Blocks with health care symbols If Congress were to expand tax credits, it could help offset the new spending by limiting provider payments or putting in place a public option. (Photo: ShutterstocK)

A new analysis by the Urban Institute, a liberal-leaning think-tank, says that introducing a public option health care plan would increase coverage by 1.2 million and save the federal government $12 billion a year.

The public option was one of three left-leaning policies the group assessed as part of the study. The other two: capping provider payment rates or extending Affordable Care Act premium tax credits to those above the current income limit.

By limiting provider payment rates, the study found, federal spending would drop by more than $19 billion a year. It would also reduce the amount spent by each ACA enrollee by about 22 percent, or $150 per month. The reduced costs would lead 312,000 more people to enroll in coverage, the study projected.

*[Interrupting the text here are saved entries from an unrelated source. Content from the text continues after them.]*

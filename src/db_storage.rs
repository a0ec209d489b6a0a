use chrono::Utc;
use sqlx::{PgPool, Postgres, QueryBuilder};
use uuid::Uuid;

use crate::errors::AppError;
use crate::models::{Admin, AnalyticsResponse, LabelCount, Lead, LeadListQuery, LoginLog, StatusCount};

/// Database storage service for lead records.
///
/// Handlers mutate a `Lead` in memory, run the scoring engine, then hand the
/// record here - the storage layer never recomputes derived fields itself.
pub struct LeadStorage {
    pool: PgPool,
}

impl LeadStorage {
    pub fn new(pool: PgPool) -> Self {
        Self { pool }
    }

    /// Next lead number for a session token (1-based).
    pub async fn next_lead_number(&self, token: &str) -> Result<i32, AppError> {
        let next: i32 = sqlx::query_scalar(
            "SELECT COALESCE(MAX(lead_number), 0) + 1 FROM leads WHERE user_token = $1",
        )
        .bind(token)
        .fetch_one(&self.pool)
        .await?;

        Ok(next)
    }

    /// Insert a freshly drafted lead and return the stored row.
    pub async fn insert(&self, lead: &Lead) -> Result<Lead, AppError> {
        let stored = sqlx::query_as::<_, Lead>(
            r#"
            INSERT INTO leads (
                id, user_token, lead_number, current_step,
                full_name, email, phone,
                vision, budget_plan, timeline,
                big_idea, audience, problem, references_text, must_haves,
                score, priority, derived_tags,
                status, is_completed, submitted_at, admin_notes,
                source, utm, user_agent, ip_address, country,
                whatsapp_opened, whatsapp_opened_at, created_at
            ) VALUES (
                $1, $2, $3, $4, $5, $6, $7, $8, $9, $10,
                $11, $12, $13, $14, $15, $16, $17, $18, $19, $20,
                $21, $22, $23, $24, $25, $26, $27, $28, $29, $30
            )
            RETURNING *
            "#,
        )
        .bind(lead.id)
        .bind(&lead.user_token)
        .bind(lead.lead_number)
        .bind(lead.current_step)
        .bind(&lead.full_name)
        .bind(&lead.email)
        .bind(&lead.phone)
        .bind(&lead.vision)
        .bind(&lead.budget_plan)
        .bind(&lead.timeline)
        .bind(&lead.big_idea)
        .bind(&lead.audience)
        .bind(&lead.problem)
        .bind(&lead.references)
        .bind(&lead.must_haves)
        .bind(lead.score)
        .bind(&lead.priority)
        .bind(lead.derived_tags.clone())
        .bind(&lead.status)
        .bind(lead.is_completed)
        .bind(lead.submitted_at)
        .bind(&lead.admin_notes)
        .bind(&lead.source)
        .bind(lead.utm.clone())
        .bind(&lead.user_agent)
        .bind(&lead.ip_address)
        .bind(&lead.country)
        .bind(lead.whatsapp_opened)
        .bind(lead.whatsapp_opened_at)
        .bind(lead.created_at)
        .fetch_one(&self.pool)
        .await?;

        Ok(stored)
    }

    /// Persist the mutable portion of a lead (form fields + derived fields).
    ///
    /// Identity, provenance and admin-owned fields are not written here:
    /// status changes go through `update_status`.
    pub async fn save(&self, lead: &Lead) -> Result<Lead, AppError> {
        let stored = sqlx::query_as::<_, Lead>(
            r#"
            UPDATE leads SET
                current_step = $2,
                full_name = $3, email = $4, phone = $5,
                vision = $6, budget_plan = $7, timeline = $8,
                big_idea = $9, audience = $10, problem = $11,
                references_text = $12, must_haves = $13,
                score = $14, priority = $15, derived_tags = $16,
                is_completed = $17, submitted_at = $18,
                whatsapp_opened = $19, whatsapp_opened_at = $20,
                updated_at = now()
            WHERE id = $1
            RETURNING *
            "#,
        )
        .bind(lead.id)
        .bind(lead.current_step)
        .bind(&lead.full_name)
        .bind(&lead.email)
        .bind(&lead.phone)
        .bind(&lead.vision)
        .bind(&lead.budget_plan)
        .bind(&lead.timeline)
        .bind(&lead.big_idea)
        .bind(&lead.audience)
        .bind(&lead.problem)
        .bind(&lead.references)
        .bind(&lead.must_haves)
        .bind(lead.score)
        .bind(&lead.priority)
        .bind(lead.derived_tags.clone())
        .bind(lead.is_completed)
        .bind(lead.submitted_at)
        .bind(lead.whatsapp_opened)
        .bind(lead.whatsapp_opened_at)
        .fetch_one(&self.pool)
        .await?;

        Ok(stored)
    }

    /// Latest lead for a session token, by lead number.
    pub async fn latest_by_token(&self, token: &str) -> Result<Option<Lead>, AppError> {
        let lead = sqlx::query_as::<_, Lead>(
            "SELECT * FROM leads WHERE user_token = $1 ORDER BY lead_number DESC LIMIT 1",
        )
        .bind(token)
        .fetch_optional(&self.pool)
        .await?;

        Ok(lead)
    }

    /// A specific lead, scoped to its owning token.
    pub async fn find_for_token(&self, id: Uuid, token: &str) -> Result<Option<Lead>, AppError> {
        let lead = sqlx::query_as::<_, Lead>(
            "SELECT * FROM leads WHERE id = $1 AND user_token = $2",
        )
        .bind(id)
        .bind(token)
        .fetch_optional(&self.pool)
        .await?;

        Ok(lead)
    }

    /// All leads of one session token, newest first.
    pub async fn list_by_token(&self, token: &str) -> Result<Vec<Lead>, AppError> {
        let leads = sqlx::query_as::<_, Lead>(
            "SELECT * FROM leads WHERE user_token = $1 ORDER BY lead_number DESC",
        )
        .bind(token)
        .fetch_all(&self.pool)
        .await?;

        Ok(leads)
    }

    /// Paginated admin listing with status/priority/budget-tier/search filters.
    /// Returns the page of leads plus the total matching count.
    pub async fn list(&self, query: &LeadListQuery) -> Result<(Vec<Lead>, i64), AppError> {
        let page = query.page.unwrap_or(1).max(1);
        let limit = query.limit.unwrap_or(10).clamp(1, 100);
        let offset = (page - 1) * limit;

        let mut count_qb: QueryBuilder<Postgres> =
            QueryBuilder::new("SELECT COUNT(*) FROM leads WHERE 1=1");
        push_lead_filters(&mut count_qb, query);
        let total: i64 = count_qb
            .build_query_scalar()
            .fetch_one(&self.pool)
            .await?;

        let mut qb: QueryBuilder<Postgres> = QueryBuilder::new("SELECT * FROM leads WHERE 1=1");
        push_lead_filters(&mut qb, query);
        qb.push(" ORDER BY submitted_at DESC NULLS LAST, created_at DESC");
        qb.push(" LIMIT ");
        qb.push_bind(limit);
        qb.push(" OFFSET ");
        qb.push_bind(offset);

        let leads = qb.build_query_as::<Lead>().fetch_all(&self.pool).await?;

        Ok((leads, total))
    }

    /// Set lifecycle status (and optionally admin notes) on a lead.
    pub async fn update_status(
        &self,
        id: Uuid,
        status: &str,
        admin_notes: Option<&str>,
    ) -> Result<Option<Lead>, AppError> {
        let lead = sqlx::query_as::<_, Lead>(
            r#"
            UPDATE leads
            SET status = $2,
                admin_notes = COALESCE($3, admin_notes),
                updated_at = now()
            WHERE id = $1
            RETURNING *
            "#,
        )
        .bind(id)
        .bind(status)
        .bind(admin_notes)
        .fetch_optional(&self.pool)
        .await?;

        Ok(lead)
    }

    /// Status counts, total and today's count for the admin dashboard.
    pub async fn stats(&self) -> Result<(Vec<StatusCount>, i64, i64), AppError> {
        let by_status = sqlx::query_as::<_, StatusCount>(
            "SELECT status, COUNT(*) AS count FROM leads GROUP BY status ORDER BY count DESC",
        )
        .fetch_all(&self.pool)
        .await?;

        let total: i64 = sqlx::query_scalar("SELECT COUNT(*) FROM leads")
            .fetch_one(&self.pool)
            .await?;

        let today: i64 = sqlx::query_scalar(
            "SELECT COUNT(*) FROM leads WHERE submitted_at >= date_trunc('day', now())",
        )
        .fetch_one(&self.pool)
        .await?;

        Ok((by_status, total, today))
    }

    /// Aggregations over derived fields for the analytics view.
    pub async fn analytics(&self) -> Result<AnalyticsResponse, AppError> {
        let by_priority = sqlx::query_as::<_, LabelCount>(
            "SELECT priority AS label, COUNT(*) AS count FROM leads GROUP BY priority ORDER BY count DESC",
        )
        .fetch_all(&self.pool)
        .await?;

        let by_source = sqlx::query_as::<_, LabelCount>(
            r#"
            SELECT COALESCE(source, 'unknown') AS label, COUNT(*) AS count
            FROM leads GROUP BY 1 ORDER BY count DESC
            "#,
        )
        .fetch_all(&self.pool)
        .await?;

        let by_country = sqlx::query_as::<_, LabelCount>(
            r#"
            SELECT COALESCE(country, 'Unknown') AS label, COUNT(*) AS count
            FROM leads GROUP BY 1 ORDER BY count DESC
            "#,
        )
        .fetch_all(&self.pool)
        .await?;

        let average_score: f64 =
            sqlx::query_scalar("SELECT COALESCE(AVG(score), 0)::FLOAT8 FROM leads")
                .fetch_one(&self.pool)
                .await?;

        let completed: i64 =
            sqlx::query_scalar("SELECT COUNT(*) FROM leads WHERE is_completed = true")
                .fetch_one(&self.pool)
                .await?;

        let incomplete: i64 =
            sqlx::query_scalar("SELECT COUNT(*) FROM leads WHERE is_completed = false")
                .fetch_one(&self.pool)
                .await?;

        Ok(AnalyticsResponse {
            success: true,
            by_priority,
            by_source,
            by_country,
            average_score,
            completed,
            incomplete,
        })
    }
}

/// Append the WHERE-clause filters shared by the listing and count queries.
fn push_lead_filters(qb: &mut QueryBuilder<Postgres>, query: &LeadListQuery) {
    if let Some(status) = &query.status {
        if status != "all" && !status.is_empty() {
            qb.push(" AND status = ");
            qb.push_bind(status.clone());
        }
    }

    if let Some(priority) = &query.priority {
        if !priority.is_empty() {
            qb.push(" AND priority = ");
            qb.push_bind(priority.clone());
        }
    }

    if let Some(budget_tier) = &query.budget_tier {
        if !budget_tier.is_empty() {
            qb.push(" AND derived_tags->>'budgetTier' = ");
            qb.push_bind(budget_tier.clone());
        }
    }

    if let Some(search) = &query.search {
        if !search.is_empty() {
            let pattern = format!("%{}%", search);
            qb.push(" AND (full_name ILIKE ");
            qb.push_bind(pattern.clone());
            qb.push(" OR email ILIKE ");
            qb.push_bind(pattern.clone());
            qb.push(" OR phone ILIKE ");
            qb.push_bind(pattern);
            qb.push(")");
        }
    }
}

/// Database storage service for admin accounts and login logs.
pub struct AdminStorage {
    pool: PgPool,
}

impl AdminStorage {
    pub fn new(pool: PgPool) -> Self {
        Self { pool }
    }

    pub async fn insert(
        &self,
        name: &str,
        email: &str,
        password_hash: &str,
    ) -> Result<Admin, AppError> {
        let admin = sqlx::query_as::<_, Admin>(
            r#"
            INSERT INTO admins (id, name, email, password_hash, role, is_blocked, created_at)
            VALUES ($1, $2, $3, $4, 'admin', false, now())
            RETURNING *
            "#,
        )
        .bind(Uuid::new_v4())
        .bind(name)
        .bind(email)
        .bind(password_hash)
        .fetch_one(&self.pool)
        .await?;

        Ok(admin)
    }

    pub async fn find_by_email(&self, email: &str) -> Result<Option<Admin>, AppError> {
        let admin = sqlx::query_as::<_, Admin>("SELECT * FROM admins WHERE email = $1")
            .bind(email)
            .fetch_optional(&self.pool)
            .await?;

        Ok(admin)
    }

    pub async fn find_by_id(&self, id: Uuid) -> Result<Option<Admin>, AppError> {
        let admin = sqlx::query_as::<_, Admin>("SELECT * FROM admins WHERE id = $1")
            .bind(id)
            .fetch_optional(&self.pool)
            .await?;

        Ok(admin)
    }

    pub async fn list(&self) -> Result<Vec<Admin>, AppError> {
        let admins = sqlx::query_as::<_, Admin>("SELECT * FROM admins ORDER BY created_at ASC")
            .fetch_all(&self.pool)
            .await?;

        Ok(admins)
    }

    pub async fn update_profile(
        &self,
        id: Uuid,
        name: &str,
        email: &str,
    ) -> Result<Admin, AppError> {
        let admin = sqlx::query_as::<_, Admin>(
            r#"
            UPDATE admins SET name = $2, email = $3, updated_at = now()
            WHERE id = $1
            RETURNING *
            "#,
        )
        .bind(id)
        .bind(name)
        .bind(email)
        .fetch_one(&self.pool)
        .await?;

        Ok(admin)
    }

    pub async fn update_password(&self, id: Uuid, password_hash: &str) -> Result<(), AppError> {
        sqlx::query(
            r#"
            UPDATE admins
            SET password_hash = $2,
                reset_token_hash = NULL,
                reset_token_expires = NULL,
                updated_at = now()
            WHERE id = $1
            "#,
        )
        .bind(id)
        .bind(password_hash)
        .execute(&self.pool)
        .await?;

        Ok(())
    }

    pub async fn set_reset_token(
        &self,
        id: Uuid,
        token_hash: &str,
        expires: chrono::DateTime<Utc>,
    ) -> Result<(), AppError> {
        sqlx::query(
            r#"
            UPDATE admins
            SET reset_token_hash = $2, reset_token_expires = $3, updated_at = now()
            WHERE id = $1
            "#,
        )
        .bind(id)
        .bind(token_hash)
        .bind(expires)
        .execute(&self.pool)
        .await?;

        Ok(())
    }

    /// Look up an admin by a non-expired reset token hash.
    pub async fn find_by_reset_token(&self, token_hash: &str) -> Result<Option<Admin>, AppError> {
        let admin = sqlx::query_as::<_, Admin>(
            r#"
            SELECT * FROM admins
            WHERE reset_token_hash = $1 AND reset_token_expires > now()
            "#,
        )
        .bind(token_hash)
        .fetch_optional(&self.pool)
        .await?;

        Ok(admin)
    }

    /// Block an admin account. Returns false when the id does not exist.
    pub async fn set_blocked(&self, id: Uuid, blocked: bool) -> Result<bool, AppError> {
        let result = sqlx::query(
            "UPDATE admins SET is_blocked = $2, updated_at = now() WHERE id = $1",
        )
        .bind(id)
        .bind(blocked)
        .execute(&self.pool)
        .await?;

        Ok(result.rows_affected() > 0)
    }

    pub async fn insert_login_log(
        &self,
        admin_id: Uuid,
        email: &str,
        ip_address: Option<&str>,
        location: Option<&str>,
    ) -> Result<(), AppError> {
        sqlx::query(
            r#"
            INSERT INTO login_logs (id, admin_id, email, ip_address, location, login_time)
            VALUES ($1, $2, $3, $4, $5, now())
            "#,
        )
        .bind(Uuid::new_v4())
        .bind(admin_id)
        .bind(email)
        .bind(ip_address)
        .bind(location)
        .execute(&self.pool)
        .await?;

        Ok(())
    }

    pub async fn list_login_logs(&self) -> Result<Vec<LoginLog>, AppError> {
        let logs = sqlx::query_as::<_, LoginLog>(
            "SELECT * FROM login_logs ORDER BY login_time DESC LIMIT 500",
        )
        .fetch_all(&self.pool)
        .await?;

        Ok(logs)
    }
}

Currently, those with incomes above 400 percent of the federal poverty line are not eligible for premium tax credits. The great majority of ACA enrollees have incomes below the threshold and are not affected by major increases in the sticker price of health plans, since the federal government has set the price of their plan based on their income. Those with the lowest incomes generally do not have to pay more than 2 percent of their earnings toward a plan, while those right below 400 percent FPL pay no more than 9.6 percent.

The study estimates that allowing higher-income people to claim the tax credit would increase enrollment by 912,000 and lower average per-enrollee premium spending by 18 percent, or $130. However, it would also increase federal spending by more than $8 billion.

If Congress were to expand tax credits, it could help offset the new spending by limiting provider payments or putting in place a public option that pay providers less than commercial plans. In either case, the rates could be set “lower than the current private insurer average but still somewhat higher than Medicare's rates.”

The study authors argue that high provider payments in some areas of the country can be blamed on a lack of competition among hospitals, due in some cases to mergers.